Soviet Troops Die in Ethnic Fighting : Soldiers Sent to War Zone Allowed to Fire on Combatants

Share
From Reuters

Soviet forces have been killed and wounded in Azerbaijan and Armenia and their comrades have been authorized to fire on militants to defend themselves and to protect arms and ammunition dumps, Soviet central television said today.

An announcement read on the nightly news bulletin said the order was issued after a series of attacks on government weapons stores. It said the troops had exercised “maximum restraint” until now.

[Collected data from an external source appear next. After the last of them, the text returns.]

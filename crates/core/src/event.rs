use std::fmt;

use crate::combat::Strike;
use crate::companion::Scratch;
use crate::doors::DoorOutcome;
use crate::error::ActionError;
use crate::player::{Heal, LevelUp};

/// Narration produced by a turn, oldest first in the game log.
#[derive(Clone, Debug, PartialEq, Eq)]
pub enum LogEvent {
    Welcome,
    Waited,
    Strike(Strike),
    MonsterSlain { name: String },
    LootDropped { monster: String, item: String },
    LevelUp(LevelUp),
    KittenScratch(Scratch),
    Healed(Heal),
    PickedUp { item: String },
    Door(DoorOutcome),
    ActionFailed(ActionError),
    PlayerDied,
    Respawned,
    FloorChanged { from: u32, to: u32 },
    AutoExploreStarted,
    AutoExploreCancelled,
    /// Auto-explore wanted to step onto a monster.
    MonsterInTheWay,
    /// Auto-explore stopped after a step revealed monsters.
    MonstersSpotted { count: usize, first: String },
}

impl fmt::Display for LogEvent {
    fn fmt(&self, f: &mut fmt::Formatter<'_>) -> fmt::Result {
        match self {
            LogEvent::Welcome => f.write_str("Welcome to the dungeon!"),
            LogEvent::Waited => f.write_str("You wait."),
            LogEvent::Strike(strike) => f.write_str(&strike.message),
            LogEvent::MonsterSlain { name } => write!(f, "You killed the {name}!"),
            LogEvent::LootDropped { monster, item } => write!(f, "The {monster} drops {item}!"),
            LogEvent::LevelUp(gain) => write!(
                f,
                "Level up! You are now level {}. HP: {}->{}",
                gain.level, gain.old_max_hp, gain.new_max_hp
            ),
            LogEvent::KittenScratch(scratch) => write!(f, "{scratch}"),
            LogEvent::Healed(heal) => write!(
                f,
                "You feel slightly better. (+{} HP: {}->{})",
                heal.amount, heal.from, heal.to
            ),
            LogEvent::PickedUp { item } => write!(f, "You pick up {item}."),
            LogEvent::Door(outcome) => write!(f, "{outcome}"),
            LogEvent::ActionFailed(error) => write!(f, "{error}"),
            LogEvent::PlayerDied => f.write_str("You have died! Respawning..."),
            LogEvent::Respawned => f.write_str("You respawn at a safe location."),
            LogEvent::FloorChanged { from, to } if to > from => {
                write!(f, "You descend to floor {to}.")
            }
            LogEvent::FloorChanged { to, .. } => write!(f, "You ascend to floor {to}."),
            LogEvent::AutoExploreStarted => f.write_str("Auto-exploring..."),
            LogEvent::AutoExploreCancelled => f.write_str("Auto-explore cancelled."),
            LogEvent::MonsterInTheWay => f.write_str("Monster spotted! Stopping auto-explore."),
            LogEvent::MonstersSpotted { count: 1, first } => {
                write!(f, "{first} spotted! Stopping auto-explore.")
            }
            LogEvent::MonstersSpotted { .. } => {
                f.write_str("Monsters spotted! Stopping auto-explore.")
            }
        }
    }
}
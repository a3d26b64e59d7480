//! Room placement and corridor carving.

use crate::config::GenerationConfig;
use crate::floor::Room;
use crate::grid::TileGrid;
use crate::rng::DungeonRng;
use crate::tile::TileKind;
use crate::types::Pos;

/// Smallest room side that still leaves one carved cell inside the rim.
const MIN_ROOM_SIDE: i32 = 3;

/// Rolls a candidate room that fits inside the map with a one-tile margin.
/// Sizes are clamped to the map; `None` when not even the smallest room fits.
pub(super) fn roll_room(config: &GenerationConfig, rng: &mut DungeonRng) -> Option<Room> {
    let map_width = i32::try_from(config.width).unwrap_or(i32::MAX);
    let map_height = i32::try_from(config.height).unwrap_or(i32::MAX);
    let width = roll_side(config, map_width, rng)?;
    let height = roll_side(config, map_height, rng)?;
    let x = rng.range_inclusive(1, map_width - width - 1);
    let y = rng.range_inclusive(1, map_height - height - 1);
    Some(Room::new(x, y, width, height))
}

fn roll_side(config: &GenerationConfig, map_side: i32, rng: &mut DungeonRng) -> Option<i32> {
    let largest = config.room_max_size.min(map_side.saturating_sub(2));
    if largest < MIN_ROOM_SIDE {
        return None;
    }
    let smallest = config.room_min_size.clamp(MIN_ROOM_SIDE, largest);
    Some(rng.range_inclusive(smallest, largest))
}

pub(super) fn overlaps_any(candidate: &Room, rooms: &[Room]) -> bool {
    rooms.iter().any(|room| candidate.intersects(room))
}

pub(super) fn carve_room(grid: &mut TileGrid, room: &Room) {
    for pos in room.interior() {
        grid.set_kind(pos, TileKind::Floor);
    }
}

/// Whether the corridor runs horizontally before turning.
#[derive(Clone, Copy, Debug, PartialEq, Eq)]
pub(super) enum Bend {
    HorizontalFirst,
    VerticalFirst,
}

impl Bend {
    pub(super) fn roll(rng: &mut DungeonRng) -> Self {
        if rng.range_inclusive(0, 1) == 0 { Bend::HorizontalFirst } else { Bend::VerticalFirst }
    }
}

/// L-shaped corridor between the two room centers.
pub(super) fn carve_corridor(grid: &mut TileGrid, from: &Room, to: &Room, bend: Bend) {
    let start = from.center();
    let end = to.center();
    match bend {
        Bend::HorizontalFirst => {
            carve_horizontal(grid, start.x, end.x, start.y);
            carve_vertical(grid, start.y, end.y, end.x);
        }
        Bend::VerticalFirst => {
            carve_vertical(grid, start.y, end.y, start.x);
            carve_horizontal(grid, start.x, end.x, end.y);
        }
    }
}

fn carve_horizontal(grid: &mut TileGrid, x1: i32, x2: i32, y: i32) {
    for x in x1.min(x2)..=x1.max(x2) {
        carve_if_in_bounds(grid, Pos::new(x, y));
    }
}

fn carve_vertical(grid: &mut TileGrid, y1: i32, y2: i32, x: i32) {
    for y in y1.min(y2)..=y1.max(y2) {
        carve_if_in_bounds(grid, Pos::new(x, y));
    }
}

fn carve_if_in_bounds(grid: &mut TileGrid, pos: Pos) {
    if grid.in_bounds(pos) {
        grid.set_kind(pos, TileKind::Floor);
    }
}
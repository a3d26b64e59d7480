//! Opening, closing and kicking doors on a floor.

use std::fmt;

use serde::{Deserialize, Serialize};

use crate::config::GameConfig;
use crate::error::ActionError;
use crate::floor::Floor;
use crate::rng::DungeonRng;
use crate::tile::{Door, TileKind};
use crate::types::Pos;

#[derive(Clone, Copy, Debug, PartialEq, Eq, Hash, Serialize, Deserialize)]
pub enum DoorAction {
    Open,
    Close,
    Kick,
}

impl DoorAction {
    pub const fn verb(self) -> &'static str {
        match self {
            DoorAction::Open => "open",
            DoorAction::Close => "close",
            DoorAction::Kick => "kick",
        }
    }
}

#[derive(Clone, Copy, Debug, PartialEq, Eq)]
pub enum DoorOutcome {
    Opened,
    Closed,
    KickedDown,
}

impl fmt::Display for DoorOutcome {
    fn fmt(&self, f: &mut fmt::Formatter<'_>) -> fmt::Result {
        f.write_str(match self {
            DoorOutcome::Opened => "You open the door.",
            DoorOutcome::Closed => "You close the door.",
            DoorOutcome::KickedDown => "You kick the door down! It splinters apart.",
        })
    }
}

/// Odds of a kick breaking a door.
#[derive(Clone, Copy, Debug, PartialEq)]
pub struct KickOdds {
    pub locked: f64,
    pub unlocked: f64,
}

impl Default for KickOdds {
    fn default() -> Self {
        Self { locked: 0.7, unlocked: 0.9 }
    }
}

impl From<&GameConfig> for KickOdds {
    fn from(config: &GameConfig) -> Self {
        Self { locked: config.kick_locked_chance, unlocked: config.kick_unlocked_chance }
    }
}

fn intact_door_at(floor: &Floor, pos: Pos) -> Option<Door> {
    floor.grid.kind_at(pos).and_then(TileKind::intact_door)
}

pub fn try_open_door(floor: &mut Floor, pos: Pos) -> Result<DoorOutcome, ActionError> {
    let door = match intact_door_at(floor, pos) {
        Some(door) if !door.open => door,
        _ => return Err(ActionError::NoClosedDoor),
    };
    if door.locked {
        return Err(ActionError::DoorLocked);
    }
    floor.grid.set_kind(pos, TileKind::Door(Door { open: true, ..door }));
    Ok(DoorOutcome::Opened)
}

pub fn try_close_door(floor: &mut Floor, pos: Pos) -> Result<DoorOutcome, ActionError> {
    let door = match intact_door_at(floor, pos) {
        Some(door) if door.open => door,
        _ => return Err(ActionError::NoOpenDoor),
    };
    if floor.monster_at(pos).is_some() {
        return Err(ActionError::DoorJammed);
    }
    floor.grid.set_kind(pos, TileKind::Door(Door { open: false, ..door }));
    Ok(DoorOutcome::Closed)
}

/// A successful kick breaks the door for good: it unlocks and reads as floor.
pub fn try_kick_door(
    floor: &mut Floor,
    pos: Pos,
    odds: KickOdds,
    rng: &mut DungeonRng,
) -> Result<DoorOutcome, ActionError> {
    let Some(door) = intact_door_at(floor, pos) else {
        return Err(ActionError::NoDoorToKick);
    };
    if door.open {
        return Err(ActionError::DoorAlreadyOpen);
    }
    let chance = if door.locked { odds.locked } else { odds.unlocked };
    if !rng.chance(chance) {
        return Err(ActionError::DoorHeld);
    }
    floor.grid.set_kind(pos, TileKind::Door(Door { locked: false, broken: true, open: false }));
    Ok(DoorOutcome::KickedDown)
}

pub fn apply_door_action(
    floor: &mut Floor,
    pos: Pos,
    action: DoorAction,
    odds: KickOdds,
    rng: &mut DungeonRng,
) -> Result<DoorOutcome, ActionError> {
    match action {
        DoorAction::Open => try_open_door(floor, pos),
        DoorAction::Close => try_close_door(floor, pos),
        DoorAction::Kick => try_kick_door(floor, pos, odds, rng),
    }
}

/// First intact, currently visible door next to `origin`, in direction order.
pub fn adjacent_visible_door(floor: &Floor, origin: Pos) -> Option<Pos> {
    floor
        .grid
        .neighbors(origin)
        .map(|(_, pos)| pos)
        .find(|&pos| floor.grid.is_visible(pos) && intact_door_at(floor, pos).is_some())
}
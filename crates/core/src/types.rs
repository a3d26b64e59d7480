use serde::{Deserialize, Serialize};
use slotmap::new_key_type;

new_key_type! {
    pub struct MonsterId;
    pub struct ItemId;
}

#[derive(Clone, Copy, Debug, PartialEq, Eq, PartialOrd, Ord, Hash, Serialize, Deserialize)]
pub struct Pos {
    pub y: i32,
    pub x: i32,
}

impl Pos {
    pub const fn new(x: i32, y: i32) -> Self {
        Self { y, x }
    }

    pub fn step(self, direction: Direction) -> Self {
        let (dx, dy) = direction.delta();
        Self { y: self.y + dy, x: self.x + dx }
    }

    pub fn offset(self, dx: i32, dy: i32) -> Self {
        Self { y: self.y + dy, x: self.x + dx }
    }
}

pub fn manhattan(a: Pos, b: Pos) -> u32 {
    a.x.abs_diff(b.x) + a.y.abs_diff(b.y)
}

/// Eight-way movement. `ALL` lists cardinals before diagonals; searches rely
/// on that order for their tie-breaks.
#[derive(Clone, Copy, Debug, PartialEq, Eq, PartialOrd, Ord, Hash, Serialize, Deserialize)]
pub enum Direction {
    North,
    South,
    West,
    East,
    NorthWest,
    NorthEast,
    SouthWest,
    SouthEast,
}

impl Direction {
    pub const ALL: [Direction; 8] = [
        Direction::North,
        Direction::South,
        Direction::West,
        Direction::East,
        Direction::NorthWest,
        Direction::NorthEast,
        Direction::SouthWest,
        Direction::SouthEast,
    ];

    pub const fn delta(self) -> (i32, i32) {
        match self {
            Direction::North => (0, -1),
            Direction::South => (0, 1),
            Direction::West => (-1, 0),
            Direction::East => (1, 0),
            Direction::NorthWest => (-1, -1),
            Direction::NorthEast => (1, -1),
            Direction::SouthWest => (-1, 1),
            Direction::SouthEast => (1, 1),
        }
    }

    pub fn from_delta(dx: i32, dy: i32) -> Option<Self> {
        Self::ALL.into_iter().find(|direction| direction.delta() == (dx, dy))
    }
}

#[derive(Clone, Copy, Debug, PartialEq, Eq, PartialOrd, Ord, Hash, Serialize, Deserialize)]
pub enum StairDirection {
    Up,
    Down,
}

impl StairDirection {
    pub const fn glyph(self) -> char {
        match self {
            StairDirection::Up => '<',
            StairDirection::Down => '>',
        }
    }
}
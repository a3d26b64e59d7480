//! Tunable constants for generation and play, loadable from TOML.

use serde::Deserialize;

use crate::error::ConfigError;

#[derive(Clone, Debug, PartialEq, Deserialize)]
#[serde(default)]
pub struct GenerationConfig {
    pub width: usize,
    pub height: usize,
    pub max_rooms: u32,
    pub room_min_size: i32,
    pub room_max_size: i32,
    pub door_chance: f64,
    pub locked_door_chance: f64,
    pub monster_room_chance: f64,
    pub min_monsters_per_room: i32,
    pub max_monsters_per_room: i32,
    pub monster_spawn_attempts: u32,
    pub staircase_attempts: u32,
}

impl Default for GenerationConfig {
    fn default() -> Self {
        Self {
            width: 80,
            height: 25,
            max_rooms: 10,
            room_min_size: 6,
            room_max_size: 12,
            door_chance: 0.5,
            locked_door_chance: 0.25,
            monster_room_chance: 0.4,
            min_monsters_per_room: 1,
            max_monsters_per_room: 2,
            monster_spawn_attempts: 20,
            staircase_attempts: 50,
        }
    }
}

#[derive(Clone, Debug, PartialEq, Deserialize)]
#[serde(default)]
pub struct PlayerConfig {
    pub max_hp: i32,
    pub attack: i32,
    pub defense: i32,
    pub inventory_capacity: usize,
    pub first_level_xp: u32,
}

impl Default for PlayerConfig {
    fn default() -> Self {
        Self { max_hp: 100, attack: 5, defense: 2, inventory_capacity: 20, first_level_xp: 20 }
    }
}

#[derive(Clone, Debug, PartialEq, Deserialize)]
#[serde(default)]
pub struct GameConfig {
    pub generation: GenerationConfig,
    pub player: PlayerConfig,
    pub fov_radius: i32,
    pub kick_locked_chance: f64,
    pub kick_unlocked_chance: f64,
    pub kitten_scratch_chance: f64,
    pub kitten_scratch_damage: i32,
    pub respawn_safe_distance: u32,
}

impl Default for GameConfig {
    fn default() -> Self {
        Self {
            generation: GenerationConfig::default(),
            player: PlayerConfig::default(),
            fov_radius: 8,
            kick_locked_chance: 0.7,
            kick_unlocked_chance: 0.9,
            kitten_scratch_chance: 0.15,
            kitten_scratch_damage: 2,
            respawn_safe_distance: 5,
        }
    }
}

impl GameConfig {
    pub fn from_toml_str(source: &str) -> Result<Self, ConfigError> {
        let config: Self = toml::from_str(source)?;
        config.validate()?;
        Ok(config)
    }

    pub fn validate(&self) -> Result<(), ConfigError> {
        let generation = &self.generation;
        if generation.room_min_size < 3 || generation.room_min_size > generation.room_max_size {
            return Err(ConfigError::Invalid {
                field: "generation.room_min_size",
                reason: format!(
                    "need 3 <= min <= max, got {}..={}",
                    generation.room_min_size, generation.room_max_size
                ),
            });
        }
        let room_span = generation.room_max_size as usize + 2;
        if generation.width < room_span || generation.height < room_span {
            return Err(ConfigError::Invalid {
                field: "generation.width",
                reason: format!(
                    "{}x{} map cannot hold a {}-wide room",
                    generation.width, generation.height, generation.room_max_size
                ),
            });
        }
        if generation.min_monsters_per_room < 1
            || generation.min_monsters_per_room > generation.max_monsters_per_room
        {
            return Err(ConfigError::Invalid {
                field: "generation.min_monsters_per_room",
                reason: "need 1 <= min <= max".to_string(),
            });
        }
        for (field, value) in [
            ("generation.door_chance", generation.door_chance),
            ("generation.locked_door_chance", generation.locked_door_chance),
            ("generation.monster_room_chance", generation.monster_room_chance),
            ("kick_locked_chance", self.kick_locked_chance),
            ("kick_unlocked_chance", self.kick_unlocked_chance),
            ("kitten_scratch_chance", self.kitten_scratch_chance),
        ] {
            if !(0.0..=1.0).contains(&value) {
                return Err(ConfigError::Invalid {
                    field,
                    reason: format!("probability {value} outside 0..=1"),
                });
            }
        }
        if self.fov_radius < 1 {
            return Err(ConfigError::Invalid {
                field: "fov_radius",
                reason: "must be at least 1".to_string(),
            });
        }
        if self.player.max_hp < 1 {
            return Err(ConfigError::Invalid {
                field: "player.max_hp",
                reason: "must be at least 1".to_string(),
            });
        }
        Ok(())
    }
}
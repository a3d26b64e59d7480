//! Field of view by a fixed sweep of 360 rays, one per degree.
//! Each ray advances one unit per step, snapping to the nearest cell with
//! ties going to the even coordinate, and stops on the first opaque cell.
//! This is an approximation: rays may slip past single diagonal blockers.

use std::f64::consts::TAU;

use crate::floor::Floor;
use crate::grid::TileGrid;
use crate::types::Pos;

pub const RAY_COUNT: u32 = 360;

/// Cells a single ray marks, in stepping order. The last one is the first
/// opaque cell hit, if the ray hit one before running out of range.
pub fn ray_cells(grid: &TileGrid, origin: Pos, ray: u32, radius: i32) -> Vec<Pos> {
    let angle = f64::from(ray) * TAU / f64::from(RAY_COUNT);
    let (dx, dy) = (angle.cos(), angle.sin());
    let mut x = f64::from(origin.x);
    let mut y = f64::from(origin.y);

    let mut cells = Vec::new();
    for _ in 0..radius {
        x += dx;
        y += dy;
        let cell = Pos::new(x.round_ties_even() as i32, y.round_ties_even() as i32);
        let Some(tile) = grid.get(cell) else {
            break;
        };
        cells.push(cell);
        if !tile.transparent() {
            break;
        }
    }
    cells
}

/// Recomputes `visible` for the whole grid and folds it into `explored`.
pub fn compute_grid_visibility(grid: &mut TileGrid, origin: Pos, radius: i32) {
    grid.clear_visible();
    if let Some(tile) = grid.get_mut(origin) {
        tile.mark_seen();
    }
    for ray in 0..RAY_COUNT {
        for cell in ray_cells(grid, origin, ray, radius) {
            grid.tile_mut(cell).mark_seen();
        }
    }
}

pub fn compute_visibility(floor: &mut Floor, origin: Pos, radius: i32) {
    compute_grid_visibility(&mut floor.grid, origin, radius);
}
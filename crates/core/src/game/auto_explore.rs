//! Auto-explore: walk toward the nearest unexplored cell one step per
//! command until the map runs out, the way is blocked, or a monster shows up.

use super::*;
use crate::pathfinding::{find_nearest_unexplored, find_next_step};

impl Game {
    pub(super) fn toggle_auto_explore(&mut self) -> Result<TurnCost, ActionError> {
        if self.auto_explore.take().is_some() {
            self.log.push(LogEvent::AutoExploreCancelled);
            return Ok(TurnCost::Free);
        }
        self.start_auto_explore()
    }

    fn start_auto_explore(&mut self) -> Result<TurnCost, ActionError> {
        let target = find_nearest_unexplored(&self.floor, self.player.pos)
            .ok_or(ActionError::NothingToExplore)?;
        log::debug!("auto-explore: heading for {target:?}");
        self.auto_explore = Some(target);
        self.log.push(LogEvent::AutoExploreStarted);
        self.auto_explore_step()
    }

    pub(super) fn continue_auto_explore(&mut self) -> Result<TurnCost, ActionError> {
        if self.auto_explore.is_none() {
            return Ok(TurnCost::Free);
        }
        self.auto_explore_step()
    }

    /// Any failure switches auto-explore off before it is reported.
    fn auto_explore_step(&mut self) -> Result<TurnCost, ActionError> {
        let result = self.try_auto_explore_step();
        if result.is_err() {
            self.auto_explore = None;
        }
        result
    }

    fn try_auto_explore_step(&mut self) -> Result<TurnCost, ActionError> {
        let mut target = self.auto_explore.ok_or(ActionError::NothingToExplore)?;
        if self.floor.grid.is_explored(target) {
            target = find_nearest_unexplored(&self.floor, self.player.pos)
                .ok_or(ActionError::NothingToExplore)?;
            log::trace!("auto-explore: retargeting to {target:?}");
            self.auto_explore = Some(target);
        }

        let direction = find_next_step(&self.floor, self.player.pos, target)
            .ok_or(ActionError::PathNotFound)?;
        let next = self.player.pos.step(direction);
        if self.floor.monster_at(next).is_some() {
            self.auto_explore = None;
            self.log.push(LogEvent::MonsterInTheWay);
            return Ok(TurnCost::Free);
        }

        self.player.pos = next;
        self.count_step();
        self.refresh_fov();

        let spotted = self.floor.visible_monsters();
        if let Some(&first) = spotted.first() {
            self.auto_explore = None;
            let first = self.floor.monsters[first].name.clone();
            self.log.push(LogEvent::MonstersSpotted { count: spotted.len(), first });
        }
        Ok(TurnCost::Spent)
    }
}

#[cfg(test)]
mod tests {
    use super::super::test_support::{game_on, messages};
    use super::*;

    const CORRIDOR: [&str; 3] =
        ["########################", "#......................#", "########################"];

    #[test]
    fn toggling_twice_cancels() {
        let mut game = game_on(&CORRIDOR, Pos::new(1, 1));
        assert_eq!(game.act(PlayerCommand::ToggleAutoExplore), Ok(TurnCost::Spent));
        assert!(game.auto_exploring());
        assert_eq!(game.player().pos, Pos::new(2, 1));

        assert_eq!(game.act(PlayerCommand::ToggleAutoExplore), Ok(TurnCost::Free));
        assert!(!game.auto_exploring());
        assert_eq!(messages(&game).last().map(String::as_str), Some("Auto-explore cancelled."));
    }

    #[test]
    fn manual_command_cancels_auto_explore() {
        let mut game = game_on(&CORRIDOR, Pos::new(1, 1));
        game.act(PlayerCommand::ToggleAutoExplore).expect("start");
        game.act(PlayerCommand::Wait).expect("wait");
        assert!(!game.auto_exploring());
        assert_eq!(game.act(PlayerCommand::ContinueAutoExplore), Ok(TurnCost::Free));
        assert_eq!(game.player().pos, Pos::new(2, 1));
    }

    #[test]
    fn walks_the_corridor_until_nothing_is_left() {
        let mut game = game_on(&CORRIDOR, Pos::new(1, 1));
        game.act(PlayerCommand::ToggleAutoExplore).expect("start");
        for _ in 0..60 {
            if !game.auto_exploring() {
                break;
            }
            let _ = game.act(PlayerCommand::ContinueAutoExplore);
        }
        assert!(!game.auto_exploring());
        assert!(game.player().pos.x >= 15);
        let grid = &game.floor().grid;
        let mut walkable = grid.positions().filter(|&pos| grid.is_walkable(pos));
        assert!(walkable.all(|pos| grid.is_explored(pos)));
    }

    #[test]
    fn everything_already_seen_means_nothing_to_explore() {
        let mut game = game_on(&["###", "#.#", "###"], Pos::new(1, 1));
        let result = game.act(PlayerCommand::ToggleAutoExplore);
        assert_eq!(result, Err(ActionError::NothingToExplore));
        assert!(!game.auto_exploring());
        assert_eq!(
            messages(&game).last().map(String::as_str),
            Some("No unexplored areas remaining.")
        );
    }

    #[test]
    fn refuses_to_walk_into_a_monster() {
        let rows = [CORRIDOR[0], "#.g....................#", CORRIDOR[2]];
        let mut game = game_on(&rows, Pos::new(1, 1));
        assert_eq!(game.act(PlayerCommand::ToggleAutoExplore), Ok(TurnCost::Free));
        assert!(!game.auto_exploring());
        assert_eq!(game.player().pos, Pos::new(1, 1));
        assert_eq!(
            messages(&game).last().map(String::as_str),
            Some("Monster spotted! Stopping auto-explore.")
        );
    }

    #[test]
    fn stops_when_a_monster_comes_into_view() {
        let rows = [CORRIDOR[0], "#...........g..........#", CORRIDOR[2]];
        let mut game = game_on(&rows, Pos::new(1, 1));
        assert!(game.floor().visible_monsters().is_empty());

        game.act(PlayerCommand::ToggleAutoExplore).expect("start");
        for _ in 0..10 {
            if !game.auto_exploring() {
                break;
            }
            game.act(PlayerCommand::ContinueAutoExplore).expect("step");
        }
        assert!(!game.auto_exploring());
        assert!(messages(&game).contains(&"Goblin spotted! Stopping auto-explore.".to_string()));
    }
}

“But as these situations have become unbearable, the leadership of the Defense Ministry, Interior Ministry and KGB have given instructions to their personnel to use their weapons in strict accordance with military rules and applicable laws,” it said.

Advertisement

The announcement said that in Armenia and Azerbaijan there had been attacks on units of the Defense Ministry, Interior Ministry and the KGB “with the aim of carrying away weapons, ammunitions and explosives.”

It blamed “criminal extremist elements” for the attacks and said there were dead and wounded among Soviet servicemen. It gave no other details.

The move came as thousands of Soviet troops fanned out across Azerbaijan in a bid to restore order after bloody ethnic clashes between rival Armenians and Azeris which have claimed more than 60 lives.

Thousands of troops had to be helicoptered over roadblocks set up by militant Azeris today in an effort to quell an orgy of stabbings, beatings and burnings of minority Armenians verging on civil war.

Officials said troops sent in by Moscow under an emergency decree signed by President Mikhail S. Gorbachev fanned out in the main trouble spots of Azerbaijan and had eased the level of tension, despite the roadblocks set up outside major cities.

Eyewitness accounts of a week of confrontation in the Soviet Union’s deep south said Azeris had hurled Armenians out of windows, stabbed them, clubbed them with iron rods and burned them to death, mostly in the Azeri capital, Baku.

Advertisement

A spokesman for the Soviet Interior Ministry reported 60 dead and said detachments from the more than 11,000 soldiers sent into the Transcaucasus on Tuesday had now “made it into the areas of highest tension despite the roadblocks.”

“We were expecting (the roadblocks) and knew it wouldn’t be easy,” the spokesman said. “They have considerably reduced the level of confrontation between the two sides.”

Vadim Birkin, a spokesman for the Moscow-appointed committee overseeing Nagorno-Karabakh, an Armenian enclave at the center of the trouble, said troops were sent in by helicopter to circumvent roadblocks outside Baku and near the cities of Gyandzha and Yevlakh.